Para tentar dar celeridade a esses processo atrasados, o TJ-AL vai realizar mutirões de perícias em processos de interdição. O primeiro vai ser realizado em Maceió, entre os dias 23 e 27 de março, no Forúm da Capital. Oito peritos participarão da ação.
O desembargador Tutmés Airan explicou que esse tipo de processo diz respeito a famílias pobres, que não podem pagar um psiquiatra, mas precisam do laudo para conseguir o benefício previdenciário”.
“São 3 mil famílias que estão hoje privadas da sobrevivência minimamente digna. E o laudo é de nossa responsabilidade, então é preciso resolver esse grave problema social. As pessoas pobres merecem um tratamento melhor. O mutirão vai resolver todos os que estão atrasados. Depois do mutirão, vamos criar uma estrutura para que isso nunca mais volte a acontecer”, disse o disse o presidente do TJ-AL.

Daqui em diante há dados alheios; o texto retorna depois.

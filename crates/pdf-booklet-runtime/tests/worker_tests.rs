use lopdf::{Dictionary, Document, Object, Stream};
use pdf_booklet::{load_from_source, ExportOptions};
use pdf_booklet_runtime::*;
use std::path::{Path, PathBuf};
use std::time::Duration;
use tempfile::TempDir;
use tokio::sync::mpsc;

fn create_test_pdf(num_pages: usize) -> Document {
    let mut doc = Document::with_version("1.7");
    let pages_id = doc.new_object_id();

    let mut kids = Vec::new();
    for _ in 0..num_pages {
        let content_id = doc.add_object(Stream::new(Dictionary::new(), b"q Q".to_vec()));
        let page_id = doc.add_object(Dictionary::from_iter(vec![
            ("Type", Object::Name(b"Page".to_vec())),
            ("Parent", Object::Reference(pages_id)),
            (
                "MediaBox",
                Object::Array(vec![
                    Object::Integer(0),
                    Object::Integer(0),
                    Object::Integer(420),
                    Object::Integer(595),
                ]),
            ),
            ("Resources", Object::Dictionary(Dictionary::new())),
            ("Contents", Object::Reference(content_id)),
        ]));
        kids.push(Object::Reference(page_id));
    }

    let pages_dict = Dictionary::from_iter(vec![
        ("Type", Object::Name(b"Pages".to_vec())),
        ("Kids", Object::Array(kids)),
        ("Count", Object::Integer(num_pages as i64)),
    ]);
    doc.objects.insert(pages_id, Object::Dictionary(pages_dict));

    let catalog_id = doc.add_object(Dictionary::from_iter(vec![
        ("Type", Object::Name(b"Catalog".to_vec())),
        ("Pages", Object::Reference(pages_id)),
    ]));
    doc.trailer.set("Root", catalog_id);

    doc
}

fn write_test_pdf(dir: &Path, name: &str, num_pages: usize) -> PathBuf {
    let path = dir.join(name);
    let mut writer = Vec::new();
    create_test_pdf(num_pages).save_to(&mut writer).unwrap();
    std::fs::write(&path, writer).unwrap();
    path
}

struct Harness {
    command_tx: mpsc::UnboundedSender<BookletCommand>,
    update_rx: mpsc::UnboundedReceiver<BookletUpdate>,
}

impl Harness {
    fn start() -> Self {
        let (command_tx, command_rx) = mpsc::unbounded_channel();
        let (update_tx, update_rx) = mpsc::unbounded_channel();
        tokio::spawn(worker_task(command_rx, update_tx));
        Self {
            command_tx,
            update_rx,
        }
    }

    fn send(&self, cmd: BookletCommand) {
        self.command_tx.send(cmd).unwrap();
    }

    /// Next update that isn't a progress report
    async fn next_outcome(&mut self) -> BookletUpdate {
        loop {
            let update = tokio::time::timeout(Duration::from_secs(30), self.update_rx.recv())
                .await
                .expect("worker timed out")
                .expect("worker stopped");
            if !matches!(update, BookletUpdate::Progress { .. }) {
                return update;
            }
        }
    }

    async fn load(&mut self, path: &Path) -> usize {
        self.send(BookletCommand::Load {
            path: path.to_path_buf(),
        });
        match self.next_outcome().await {
            BookletUpdate::Loaded { page_count, .. } => page_count,
            other => panic!("Expected Loaded, got {other:?}"),
        }
    }
}

fn export_command(page_count: usize, output_path: PathBuf) -> BookletCommand {
    BookletCommand::Export {
        sequence: load_from_source(page_count).unwrap(),
        options: ExportOptions::imposed(),
        output_path,
    }
}

#[tokio::test]
async fn test_load_then_export() {
    let dir = TempDir::new().unwrap();
    let input = write_test_pdf(dir.path(), "in.pdf", 6);
    let output = dir.path().join("out.pdf");

    let mut harness = Harness::start();
    assert_eq!(harness.load(&input).await, 6);

    harness.send(export_command(6, output.clone()));

    let mut percents = Vec::new();
    let complete = loop {
        match harness.update_rx.recv().await.unwrap() {
            BookletUpdate::Progress { percent, .. } => percents.push(percent),
            other => break other,
        }
    };

    match complete {
        BookletUpdate::ExportComplete { path, bytes } => {
            assert_eq!(path, output);
            assert_eq!(std::fs::metadata(&output).unwrap().len() as usize, bytes);
        }
        other => panic!("Expected ExportComplete, got {other:?}"),
    }
    assert_eq!(percents.last(), Some(&100));

    let written = Document::load(&output).unwrap();
    assert_eq!(written.get_pages().len(), 4);
}

#[tokio::test]
async fn test_export_without_document_is_an_error() {
    let dir = TempDir::new().unwrap();
    let mut harness = Harness::start();

    harness.send(export_command(2, dir.path().join("out.pdf")));
    match harness.next_outcome().await {
        BookletUpdate::Error { message } => assert!(message.contains("No document")),
        other => panic!("Expected Error, got {other:?}"),
    }
}

#[tokio::test]
async fn test_load_failure_is_reported() {
    let mut harness = Harness::start();
    harness.send(BookletCommand::Load {
        path: PathBuf::from("/nonexistent/input.pdf"),
    });
    assert!(matches!(
        harness.next_outcome().await,
        BookletUpdate::Error { .. }
    ));
}

#[tokio::test]
async fn test_second_export_is_rejected_while_busy() {
    let dir = TempDir::new().unwrap();
    let input = write_test_pdf(dir.path(), "in.pdf", 8);

    let mut harness = Harness::start();
    harness.load(&input).await;

    // Queued together: the worker handles both commands before any export event
    harness.send(export_command(8, dir.path().join("a.pdf")));
    harness.send(export_command(8, dir.path().join("b.pdf")));

    match harness.next_outcome().await {
        BookletUpdate::Error { message } => assert!(message.contains("already running")),
        other => panic!("Expected Error, got {other:?}"),
    }
    assert!(matches!(
        harness.next_outcome().await,
        BookletUpdate::ExportComplete { .. }
    ));
    assert!(!dir.path().join("b.pdf").exists());
}

#[tokio::test]
async fn test_load_is_deferred_until_export_finishes() {
    let dir = TempDir::new().unwrap();
    let first = write_test_pdf(dir.path(), "first.pdf", 4);
    let second = write_test_pdf(dir.path(), "second.pdf", 9);

    let mut harness = Harness::start();
    harness.load(&first).await;

    harness.send(export_command(4, dir.path().join("out.pdf")));
    harness.send(BookletCommand::Load {
        path: second.clone(),
    });

    assert!(matches!(
        harness.next_outcome().await,
        BookletUpdate::ExportComplete { .. }
    ));
    match harness.next_outcome().await {
        BookletUpdate::Loaded { path, page_count } => {
            assert_eq!(path, second);
            assert_eq!(page_count, 9);
        }
        other => panic!("Expected Loaded, got {other:?}"),
    }
}

#[tokio::test]
async fn test_cancel_ends_export() {
    let dir = TempDir::new().unwrap();
    let input = write_test_pdf(dir.path(), "in.pdf", 400);

    let mut harness = Harness::start();
    harness.load(&input).await;

    harness.send(export_command(400, dir.path().join("out.pdf")));
    harness.send(BookletCommand::Cancel);

    // A tiny export may already be done when the flag is read
    let outcome = harness.next_outcome().await;
    assert!(
        matches!(
            outcome,
            BookletUpdate::ExportCancelled | BookletUpdate::ExportComplete { .. }
        ),
        "unexpected {outcome:?}"
    );

    // The worker is free again afterwards
    assert_eq!(harness.load(&input).await, 400);
}

#[tokio::test]
async fn test_cancel_without_export_is_ignored() {
    let dir = TempDir::new().unwrap();
    let input = write_test_pdf(dir.path(), "in.pdf", 2);

    let mut harness = Harness::start();
    harness.send(BookletCommand::Cancel);
    assert_eq!(harness.load(&input).await, 2);
}
use std::collections::VecDeque;

use super::PageSequence;
use crate::constants::HISTORY_DEPTH;

/// Bounded undo stack of full sequence snapshots.
///
/// Once `capacity` snapshots are held, pushing another drops the oldest.
#[derive(Debug, Clone)]
pub struct History {
    snapshots: VecDeque<PageSequence>,
    capacity: usize,
}

impl Default for History {
    fn default() -> Self {
        Self::with_capacity(HISTORY_DEPTH)
    }
}

impl History {
    pub fn new() -> Self {
        Self::default()
    }

    pub fn with_capacity(capacity: usize) -> Self {
        Self {
            snapshots: VecDeque::with_capacity(capacity),
            capacity,
        }
    }

    pub fn push(&mut self, snapshot: PageSequence) {
        if self.capacity == 0 {
            return;
        }
        if self.snapshots.len() == self.capacity {
            self.snapshots.pop_front();
        }
        self.snapshots.push_back(snapshot);
    }

    /// Most recent snapshot, or `None` when there is nothing to undo
    pub fn pop(&mut self) -> Option<PageSequence> {
        self.snapshots.pop_back()
    }

    pub fn len(&self) -> usize {
        self.snapshots.len()
    }

    pub fn is_empty(&self) -> bool {
        self.snapshots.is_empty()
    }

    pub fn capacity(&self) -> usize {
        self.capacity
    }

    pub fn clear(&mut self) {
        self.snapshots.clear();
    }
}
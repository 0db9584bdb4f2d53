//! Layout data types for imposition
//!
//! These types sit between the planner (pure page assignment) and the PDF
//! renderer (physical placement).

use crate::sequence::PageDescriptor;

/// Which physical side of the printed sheet
#[derive(Debug, Clone, Copy, PartialEq, Eq)]
pub enum SheetSide {
    /// Front of the sheet (printed first in duplex)
    Front,
    /// Back of the sheet (printed second in duplex)
    Back,
}

/// Which half of the sheet, seen from the side being printed
#[derive(Debug, Clone, Copy, PartialEq, Eq)]
pub enum Column {
    Left,
    Right,
}

/// One of the four page positions on an imposed sheet
#[derive(Debug, Clone, Copy, PartialEq, Eq, Hash)]
pub enum Quadrant {
    FrontLeft,
    FrontRight,
    BackLeft,
    BackRight,
}

impl Quadrant {
    /// Fill order of a sheet. Reading every sheet in this order, sheet by
    /// sheet, gives back the logical sequence.
    pub const TRAVERSAL: [Quadrant; 4] = [
        Quadrant::FrontLeft,
        Quadrant::FrontRight,
        Quadrant::BackLeft,
        Quadrant::BackRight,
    ];

    pub fn side(self) -> SheetSide {
        match self {
            Quadrant::FrontLeft | Quadrant::FrontRight => SheetSide::Front,
            Quadrant::BackLeft | Quadrant::BackRight => SheetSide::Back,
        }
    }

    pub fn column(self) -> Column {
        match self {
            Quadrant::FrontLeft | Quadrant::BackLeft => Column::Left,
            Quadrant::FrontRight | Quadrant::BackRight => Column::Right,
        }
    }
}

/// The two halves of one side of a sheet. `None` is blank physical area.
#[derive(Debug, Clone, Default, PartialEq, Eq)]
pub struct SideLayout {
    pub left: Option<PageDescriptor>,
    pub right: Option<PageDescriptor>,
}

impl SideLayout {
    pub fn get(&self, column: Column) -> Option<&PageDescriptor> {
        match column {
            Column::Left => self.left.as_ref(),
            Column::Right => self.right.as_ref(),
        }
    }

    pub fn is_empty(&self) -> bool {
        self.left.is_none() && self.right.is_none()
    }
}

/// One physical sheet as produced by the planner
#[derive(Debug, Clone, PartialEq, Eq)]
pub struct SheetLayout {
    /// Zero-based position among sheets
    pub sheet_index: usize,
    pub front: SideLayout,
    pub back: SideLayout,
}

impl SheetLayout {
    pub fn side(&self, side: SheetSide) -> &SideLayout {
        match side {
            SheetSide::Front => &self.front,
            SheetSide::Back => &self.back,
        }
    }

    pub fn get(&self, quadrant: Quadrant) -> Option<&PageDescriptor> {
        self.side(quadrant.side()).get(quadrant.column())
    }

    /// Slots in traversal order, empties included
    pub fn quadrants(&self) -> impl Iterator<Item = (Quadrant, Option<&PageDescriptor>)> + '_ {
        Quadrant::TRAVERSAL.into_iter().map(|q| (q, self.get(q)))
    }

    pub fn empty_quadrants(&self) -> usize {
        self.quadrants().filter(|(_, page)| page.is_none()).count()
    }
}

/// A rectangular area in points
#[derive(Debug, Clone, Copy, PartialEq, Default)]
pub struct Rect {
    /// X position (left edge)
    pub x: f32,
    /// Y position (bottom edge)
    pub y: f32,
    pub width: f32,
    pub height: f32,
}

impl Rect {
    pub fn new(x: f32, y: f32, width: f32, height: f32) -> Self {
        Self {
            x,
            y,
            width,
            height,
        }
    }

    /// Right edge x coordinate
    pub fn right(&self) -> f32 {
        self.x + self.width
    }

    /// Top edge y coordinate
    pub fn top(&self) -> f32 {
        self.y + self.height
    }
}

/// Final placement of a source page inside a cell
#[derive(Debug, Clone, Copy, PartialEq)]
pub struct PagePlacement {
    /// The cell the page was fitted into (content outside it is clipped)
    pub cell: Rect,
    /// Position and size of the scaled page content in points
    pub content_rect: Rect,
    /// Scale factor applied to the source page
    pub scale: f32,
    /// Clockwise rotation in degrees, a multiple of 90
    pub rotation_degrees: f32,
}

impl PagePlacement {
    pub fn is_rotated(&self) -> bool {
        self.quarter_turns() != 0
    }

    pub fn quarter_turns(&self) -> u8 {
        super::quarter_turns(self.rotation_degrees)
    }
}
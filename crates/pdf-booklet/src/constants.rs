//! Shared constants for sequence editing and cut-and-stack export
//!
//! This module centralizes magic numbers used throughout the crate.

// =============================================================================
// Unit Conversion
// =============================================================================

/// Points per millimeter (1 inch = 72 points, 1 inch = 25.4mm)
pub const POINTS_PER_MM: f32 = 72.0 / 25.4; // ≈ 2.83465

/// Convert millimeters to points
#[inline]
pub fn mm_to_pt(mm: f32) -> f32 {
    mm * POINTS_PER_MM
}

/// Convert points to millimeters
#[inline]
pub fn pt_to_mm(pt: f32) -> f32 {
    pt / POINTS_PER_MM
}

// =============================================================================
// Sequence Editing
// =============================================================================

/// Number of snapshots kept for undo
pub const HISTORY_DEPTH: usize = 20;

// =============================================================================
// Imposition
// =============================================================================

/// Logical pages carried by one physical sheet (two per side)
pub const PAGES_PER_SHEET: usize = 4;

/// Output PDF pages per physical sheet (front and back)
pub const SIDES_PER_SHEET: usize = 2;

/// Rotation applied to back-side quadrants for long-edge duplex
pub const BACK_ROTATION_DEGREES: f32 = 180.0;

// =============================================================================
// Export
// =============================================================================

/// Share of the progress bar spent placing pages; the rest covers serialization
pub const PLACEMENT_PROGRESS_SHARE: usize = 95;

/// PDF version written to exported documents
pub const OUTPUT_PDF_VERSION: &str = "1.7";
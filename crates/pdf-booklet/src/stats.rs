use crate::constants::{PAGES_PER_SHEET, SIDES_PER_SHEET};
use crate::layout::sheet_count;
use crate::sequence::PageSequence;
use crate::types::*;

/// Calculate what an export of `sequence` in `mode` will produce
pub fn calculate_statistics(sequence: &PageSequence, mode: ExportMode) -> ImpositionStatistics {
    let logical_pages = sequence.len();
    let blank_pages = sequence.blank_count();

    match mode {
        ExportMode::Sequential => ImpositionStatistics {
            logical_pages,
            blank_pages,
            sheets: logical_pages,
            output_pages: logical_pages,
            empty_quadrants: 0,
        },
        ExportMode::Imposed => {
            let sheets = sheet_count(logical_pages);
            ImpositionStatistics {
                logical_pages,
                blank_pages,
                sheets,
                output_pages: sheets * SIDES_PER_SHEET,
                empty_quadrants: sheets * PAGES_PER_SHEET - logical_pages,
            }
        }
    }
}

O Núcleo Permanente de Métodos Consensuais de Solução de Conflitos (Nupemec) será parceiro da ação.
“Vamos disponibilizar o local, que é o Cejusc do Fórum da Capital (Centro Judiciário de Solução de Conflitos). Cada unidade de família vai informar ao pessoal da perícia quantos processos estão para ser periciados”, disse a juíza Maysa Cesário.
A juíza disse ainda que serão realizados outros mutirões em 2020 para os processos do interior do estado.